The Republican leader of the House Armed Services Committee is knocking the Trump administration’s plans to increase defense spending as not going far enough.

“Over the course of the Obama administration, our military funding was cut 20 percent while the world grew more dangerous,” Rep. Mac Thornberry (R-Texas) said in a statement. “While we cannot repair all of the damage done by those cuts in a single year, we can and should do more than this level of funding will allow. The administration will have to make clear which problems facing our military they are choosing not to fix.”

The Office of Management and Budget said Monday the administration will propose increasing fiscal 2018 defense spending by $54 billion and cut nondefense spending by the same amount.

{mosads}No other details were provided, including what baseline the administration is using and where specifically the money will go beyond saying “predominately it will go to the Pentagon.”

A House Armed Services staffer said the committee has confirmed with the administration that the baseline is the Budget Control Act cap, which for fiscal 2018 is $549 billion for defense.

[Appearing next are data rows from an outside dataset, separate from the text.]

//! Decompose command: dump the sub-bands used to pick segmentation parameters.

use anyhow::{Context, Result};
use tracing::{info, info_span, warn};

use migra_io::{read_track, write_bands_csv};
use migra_wavelet::{TimeSeries, decompose};

use crate::cli::DecomposeArgs;
use crate::config;
use crate::convert;

/// Run the decomposition and write every band.
pub fn run(args: DecomposeArgs) -> Result<()> {
    let _cmd = info_span!("decompose").entered();
    let config = config::load(&args.config)?;
    let filter = convert::parse_wavelet_filter(&config.wavelet)?;
    let reader_cfg = convert::build_reader_config(&config.io)?;

    let input = config.io.resolve_input(args.input)?;
    let track = read_track(&input, &reader_cfg)
        .with_context(|| format!("failed to read track: {}", input.display()))?;
    let series = TimeSeries::new(track.values())
        .with_context(|| format!("track {} cannot be decomposed", input.display()))?;

    let bands = decompose(&series, filter, config.wavelet.levels)
        .with_context(|| format!("failed to decompose {}", input.display()))?;
    for (level, share) in bands.detail_variance_fractions().iter().enumerate() {
        info!(level = level + 1, variance_share = share, "detail band");
    }
    if let Err(e) = convert::build_analysis_config(&config) {
        warn!("segmentation parameters will not work with these bands: {e:#}");
    }

    let output = match args.output {
        Some(path) => path,
        None => {
            std::fs::create_dir_all(&config.io.output_dir).with_context(|| {
                format!(
                    "failed to create output dir: {}",
                    config.io.output_dir.display()
                )
            })?;
            config.io.output_dir.join("bands.csv")
        }
    };
    write_bands_csv(&output, &bands)
        .with_context(|| format!("failed to write bands: {}", output.display()))?;
    Ok(())
}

That would put the total base budget for defense at $603 billion.

That falls below the $640 billion that Thornberry and his Senate counterpart, Sen. John McCain (R-Ariz.), have advocated for.

Still, the Trump administration proposal is well above the $586 billion projected by the Obama administration for fiscal 2018.

In his statement, Thornberry said that increasing the defense budget should not be contingent on cuts to other agencies.

“We cannot make repairing and rebuilding our military conditional on fixing our budget problems or on cutting other spending,” he said. “We owe it to the men and women who serve and to the American people to protect our nation’s security under all circumstances.”

Both the $640 billion proposed by Thornberry and McCain and the $603 billion proposed by the administration would blow past the projected cap in defense spending set by the Budget Control Act, which also requires defense and nondefense spending to rise or fall with each other.

Republicans and the Trump administration have called for ending the caps on defense spending, but Democrats are likely to hold firm in their demand for parity between defense and nondefense spending.

With Republicans holding just 52 seats in the Senate, they’ll need some Senate Democrats to get on board to meet the 60-vote threshold.

The Trump administration also needs to convince fiscal conservatives who don’t want to see any increase in the deficit, making the cuts to other agencies proposed by Trump a key part of his plan.